As she watched her Skipper start to dismantle the plan and devise a better one -she felt bad for the salarian, embarrassed as the man probably was, but she was right. His men were not frontline heavy infantry. Using them for a frontal insult was as insane as it was likely to fail- she marveled over that knowledge. The knowledge that her lover was the Host, the partner, to an entity old enough that it had been Created in the first moment. An entity that was, essentially, on a first name basis with God Himself, for all that the Force called Him 'The One Above All'. Which was a name that she rather found that she appreciated, in the moments that she had that weren't already occupied by daydreaming about her new family, worrying about her birth family, fighting, getting ready to fight, and waffling between existential dread and faithful euphoria.

Yeah, it was a hell of a thing for a girl to grapple with, it really was. Probably would stay that way too, if she was going to be honest, even if she'd reached a sort of steady calm that let her function, while helping her avoid completely freaking out the woman she loved by…well, suffice to say, she was glad that 'rolling with the punches' and 'coping' had been parts of her life for so long that she could maintain a semblance of normalcy even in the face of this sort of…reevaluation.

Ah, her Skipper had asked her, or rather the proverbial room at large, if her plan was clear. Quickly cycling through the instructions she'd been absorbing even as she focused on her own inner monologue, she nodded briskly and voiced her own confirmation of understanding. The plan was a good one, she could tell that much, and less likely to have horrific casualties.
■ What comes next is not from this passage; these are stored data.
use serde::{Deserialize, Serialize};
use utoipa::ToSchema;
use validator::{Validate, ValidationError, ValidationErrors};

use crate::dto::validation::validate_session_code;

/// Closed set of session mutations. Adjacently tagged so the wire shape is
/// `{"kind": ..., "payload": ...}`, and each variant carries exactly the
/// fields it needs.
#[derive(Debug, Clone, PartialEq, Eq, Serialize, Deserialize, ToSchema)]
#[serde(tag = "kind", content = "payload", rename_all = "camelCase")]
pub enum EventKind {
    /// Move the session to an absolute round number. Expressed as a target
    /// rather than a delta so client retries stay idempotent.
    #[serde(rename_all = "camelCase")]
    AdvanceRound {
        /// Absolute round to advance to.
        round: u32,
    },
    /// End the game and freeze the session.
    EndGame,
    /// Open the shared video room at the given URL.
    #[serde(rename_all = "camelCase")]
    OpenVideoRoom {
        /// Join URL of the room being opened.
        url: String,
    },
    /// Close the shared video room.
    CloseVideoRoom,
    /// Join the session roster.
    #[serde(rename_all = "camelCase")]
    Join {
        /// Name shown to other participants.
        display_name: String,
    },
    /// Submit an answer for a round.
    #[serde(rename_all = "camelCase")]
    Answer {
        /// Round the answer applies to.
        round: u32,
        /// Index of the chosen option.
        choice: u8,
    },
}

impl EventKind {
    /// Role table: which mutations only the session host may perform.
    /// Exhaustive by construction, so adding a kind forces a decision here.
    pub fn requires_host(&self) -> bool {
        match self {
            EventKind::AdvanceRound { .. }
            | EventKind::EndGame
            | EventKind::OpenVideoRoom { .. }
            | EventKind::CloseVideoRoom => true,
            EventKind::Join { .. } | EventKind::Answer { .. } => false,
        }
    }

    /// Wire name of the kind, for log and error messages.
    pub fn name(&self) -> &'static str {
        match self {
            EventKind::AdvanceRound { .. } => "advanceRound",
            EventKind::EndGame => "endGame",
            EventKind::OpenVideoRoom { .. } => "openVideoRoom",
            EventKind::CloseVideoRoom => "closeVideoRoom",
            EventKind::Join { .. } => "join",
            EventKind::Answer { .. } => "answer",
        }
    }
}

/// Inbound game-event request: `{sessionId, kind, payload}`.
#[derive(Debug, Clone, Deserialize, ToSchema)]
#[serde(rename_all = "camelCase")]
pub struct GameEventRequest {
    /// Code of the session the event targets.
    pub session_id: String,
    /// The requested mutation.
    #[serde(flatten)]
    pub event: EventKind,
}

impl Validate for GameEventRequest {
    fn validate(&self) -> Result<(), ValidationErrors> {
        let mut errors = ValidationErrors::new();

        if let Err(e) = validate_session_code(&self.session_id) {
            errors.add("sessionId", e);
        }

        match &self.event {
            EventKind::OpenVideoRoom { url } => {
                if url.trim().is_empty() || !url.starts_with("https://") {
                    let mut err = ValidationError::new("video_room_url");
                    err.message = Some("video room url must be a non-empty https URL".into());
                    errors.add("payload", err);
                }
            }
            EventKind::Join { display_name } => {
                let trimmed = display_name.trim();
                if trimmed.is_empty() || trimmed.len() > 32 {
                    let mut err = ValidationError::new("display_name");
                    err.message =
                        Some("display name must be between 1 and 32 characters".into());
                    errors.add("payload", err);
                }
            }
            _ => {}
        }

        if errors.is_empty() { Ok(()) } else { Err(errors) }
    }
}

/// Fixed body returned by the deprecated game-event channel.
#[derive(Debug, Clone, Serialize, ToSchema)]
#[serde(rename_all = "camelCase")]
pub struct DeprecationNotice {
    /// Machine-readable deprecation code.
    pub code: &'static str,
    /// Human-readable explanation.
    pub message: &'static str,
    /// Pointer to the replacement endpoint.
    pub migration_guide: &'static str,
}

impl DeprecationNotice {
    /// Notice for the retired game-event channel.
    pub fn game_event() -> Self {
        Self {
            code: "endpoint_gone",
            message: "this endpoint has been retired and performs no processing",
            migration_guide: "POST /game-events",
        }
    }
}
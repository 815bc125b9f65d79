use axum::{Json, Router, extract::State, http::HeaderMap, routing::post};
use validator::Validate;

use crate::{
    auth::bearer_token,
    dto::{event::GameEventRequest, session::SessionSummary},
    error::AppError,
    services::{event_gate, session_service},
    state::SharedState,
};

/// Routes handling game event submission.
pub fn router() -> Router<SharedState> {
    Router::new().route("/game-events", post(submit_game_event))
}

/// Submit a game event against a session.
///
/// The request passes the authorization gate (identity, then session lookup,
/// then role) before any write; the response carries the session state after
/// the event was applied.
#[utoipa::path(
    post,
    path = "/game-events",
    tag = "events",
    request_body = GameEventRequest,
    responses(
        (status = 200, description = "Event applied; authoritative session state", body = SessionSummary),
        (status = 400, description = "Malformed event payload"),
        (status = 401, description = "No verified identity presented"),
        (status = 403, description = "Host-only event from a non-host"),
        (status = 404, description = "No session with this code"),
        (status = 409, description = "A concurrent write won the race; re-read and resubmit")
    )
)]
pub async fn submit_game_event(
    State(state): State<SharedState>,
    headers: HeaderMap,
    Json(payload): Json<GameEventRequest>,
) -> Result<Json<SessionSummary>, AppError> {
    payload.validate()?;

    let authorized = event_gate::authorize(&state, bearer_token(&headers), payload).await?;
    let session = session_service::apply(&state, authorized).await?;
    Ok(Json(session.into()))
}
Simply put, rather than launching a frontal assault using everyone but a small infiltration team to keep Saren's troops busy -which, Cassandra had pointed out quite reasonably, would just make the experienced SPECTRE assume something tricky was going on, STG not being famous for their frontal assaults-, they would use multiple false infiltration teams and the three Makos to draw the defenders away from the actual targets...and the fire teams that would be assaulting them. The anti-aircraft master control, the geothermal tap, and the central command center in the hopes of securing any intel that might be there. Then, the Normandy would pick up the Mako crews, rendezvous with the team at the geothermal tap, dropping off the bomb and the rest of their forces to defend it.
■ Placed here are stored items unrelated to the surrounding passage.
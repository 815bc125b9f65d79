use std::error::Error;
use thiserror::Error;

/// Result alias for storage operations.
pub type StorageResult<T> = Result<T, StorageError>;

/// Error raised by storage backends regardless of the underlying database.
#[derive(Debug, Error)]
pub enum StorageError {
    /// The query matched no rows.
    #[error("no rows found")]
    NoRows,
    /// Row-level security rejected the operation for the presented identity.
    #[error("permission denied by row-level security")]
    PermissionDenied,
    /// A concurrent writer won the race for the targeted row.
    #[error("write conflict on session `{code}`")]
    Conflict {
        /// Session code of the contested row.
        code: String,
    },
    /// A persisted row violates a compound invariant and needs repair.
    #[error("corrupt session row `{code}`: {detail}")]
    Corrupt {
        /// Session code of the corrupt row.
        code: String,
        /// Description of the violated invariant.
        detail: String,
    },
    /// The backend could not be reached or returned an unexpected failure.
    #[error("storage unavailable: {message}")]
    Unavailable {
        /// Human-readable description of the failure.
        message: String,
        /// Underlying backend error, when one exists.
        #[source]
        source: Option<Box<dyn Error + Send + Sync>>,
    },
}

impl StorageError {
    /// Construct an unavailable error from any backend failure.
    pub fn unavailable(message: String, source: impl Error + Send + Sync + 'static) -> Self {
        StorageError::Unavailable {
            message,
            source: Some(Box::new(source)),
        }
    }

    /// True for rows that violate a compound invariant and can be repaired
    /// in place.
    pub fn is_corrupt(&self) -> bool {
        matches!(self, StorageError::Corrupt { .. })
    }

    /// Machine-readable code surfaced verbatim by the health endpoint and in
    /// error bodies.
    pub fn code(&self) -> &'static str {
        match self {
            StorageError::NoRows => "no_rows",
            StorageError::PermissionDenied => "permission_denied",
            StorageError::Conflict { .. } => "conflict",
            StorageError::Corrupt { .. } => "corrupt_row",
            StorageError::Unavailable { .. } => "unavailable",
        }
    }
}
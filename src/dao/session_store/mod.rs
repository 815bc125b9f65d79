pub mod rest;

#[cfg(test)]
pub mod memory;

use futures::future::BoxFuture;

use crate::dao::models::{SessionEntity, SessionPatch};
use crate::dao::storage::StorageResult;

/// Abstraction over the persistence layer for quiz sessions.
///
/// The store serializes writes per row; callers pass the version they read so
/// a lost race surfaces as [`StorageError::Conflict`](crate::dao::storage::StorageError)
/// instead of silently clobbering another client's write.
pub trait SessionStore: Send + Sync {
    /// Look up a session by its join code.
    fn find_session(&self, code: String) -> BoxFuture<'static, StorageResult<Option<SessionEntity>>>;
    /// Insert a fresh session row. The store's uniqueness constraint on the
    /// code is the final arbiter of generator races.
    fn insert_session(&self, session: SessionEntity) -> BoxFuture<'static, StorageResult<()>>;
    /// Apply a patch atomically if the row still carries `expected_version`.
    fn update_session(
        &self,
        code: String,
        expected_version: u64,
        patch: SessionPatch,
    ) -> BoxFuture<'static, StorageResult<SessionEntity>>;
    /// Repair write that skips the version check. Reserved for healing rows
    /// that violate a compound invariant.
    fn force_update_session(
        &self,
        code: String,
        patch: SessionPatch,
    ) -> BoxFuture<'static, StorageResult<SessionEntity>>;
    /// Count reachable session rows; used by the health probe.
    fn count_sessions(&self) -> BoxFuture<'static, StorageResult<u64>>;
    /// Minimal authenticated read proving the backend is reachable.
    fn health_check(&self) -> BoxFuture<'static, StorageResult<()>>;
    /// Attempt to re-establish the backend connection.
    fn try_reconnect(&self) -> BoxFuture<'static, StorageResult<()>>;
}
//! Business logic layer: code generation, the event authorization gate, the
//! session reconciler, health probing, SSE fan-out, and the storage supervisor.

pub mod documentation;
pub mod event_gate;
pub mod health_service;
pub mod session_codes;
pub mod session_service;
pub mod sse_service;
pub mod storage_supervisor;
//! Collision-checked generation of short, human-enterable session codes.

use rand::{Rng, rng, seq::SliceRandom};
use tracing::debug;

use crate::{
    dao::session_store::SessionStore,
    dto::validation::{CODE_DIGITS, CODE_LETTERS, CODE_SYMBOLS},
    error::ServiceError,
};

const DIGIT_COUNT: usize = 3;
const LETTER_COUNT: usize = 3;
const SYMBOL_COUNT: usize = 1;

/// Compose one candidate code: 3 digits, 3 letters, 1 symbol, shuffled.
///
/// Codes double as a weak admission token, so every draw and the shuffle use
/// the thread-local CSPRNG rather than a seeded generator.
fn compose_code() -> String {
    let mut rng = rng();
    let mut chars = Vec::with_capacity(DIGIT_COUNT + LETTER_COUNT + SYMBOL_COUNT);

    for _ in 0..DIGIT_COUNT {
        chars.push(CODE_DIGITS[rng.random_range(0..CODE_DIGITS.len())]);
    }
    for _ in 0..LETTER_COUNT {
        chars.push(CODE_LETTERS[rng.random_range(0..CODE_LETTERS.len())]);
    }
    for _ in 0..SYMBOL_COUNT {
        chars.push(CODE_SYMBOLS[rng.random_range(0..CODE_SYMBOLS.len())]);
    }

    chars.shuffle(&mut rng);
    String::from_utf8(chars).unwrap_or_default()
}

/// Generate a session code that no existing row carries, retrying on
/// collisions inside a bounded loop.
///
/// The store pre-check keeps collisions rare; the uniqueness constraint on
/// the insert remains the final arbiter when two generators race. After
/// `budget` collisions the attempt fails with
/// [`ServiceError::GenerationExhausted`] instead of retrying forever.
pub async fn generate_code(
    store: &dyn SessionStore,
    budget: usize,
) -> Result<String, ServiceError> {
    for attempt in 0..budget {
        let candidate = compose_code();
        match store.find_session(candidate.clone()).await? {
            None => return Ok(candidate),
            Some(_) => debug!(attempt, %candidate, "session code collision; retrying"),
        }
    }

    Err(ServiceError::GenerationExhausted { attempts: budget })
}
Once the bomb was prepped and nearing detonation, they pack it up and evacuate the planet, the system, and hopefully the entire damn cluster before hightailing it back to secured Citadel Space and dropping off all of their extra passengers.

It wasn't the simplest plan, of course, it had a lot of moving parts and if any unit was caught out or too slow, they wouldn't survive, but it was a better plan than the one that they'd been preparing on carrying out before the Normandy had arrived.

"Kirrahe, you know your men best, I'll let you divide them up. Kaiden, you'll join the N6 unit and act as their tech and biotic support for close security on the bomb itself. Wrex, Garrus, I want the two of you to accompany Nihlus and some of the STG guys to the AAA master-control. The girls and I will go straight for the CIC, and hopefully get a shot at Saren or the Warmaster while we're at it. Anyone who sees them, don't try for a capture. Any intel they might have isn't worth trying to extract them by force with that damn Reaper in orbit. Normandy is quick and quiet, but I'd rather not find out if she's quick and quiet enough."

A round of confirmations, verbal and physical alike, rolled around the space, and Ashley rolled her shoulders as she bounced lightly on the balls of her feet, marvelling slightly at how good she felt about the fight that was about to happen. How confident she was, how sure that things would go the way that they had hoped and planned.

She took a moment to glance at the other two members of her burgeoning family. Liara and Tali were talking quietly, about what she couldn't hear, but judging from the way Tali was glancing at Wrex and Liara was smiling softly at her, Ash would be willing to bet the young quarian was worried about the old krogan losing his cool and Liara was reassuring her. That was understandable, they were discussing a plan to blow up a facility that could well be researching a way to cure the genophage -some of Kirrahe's intel certainly suggested it, though whether that was true or if it was purely a cloning effort didn't seem set in stone either way- in front of man who would obviously wish to see the genophage cured.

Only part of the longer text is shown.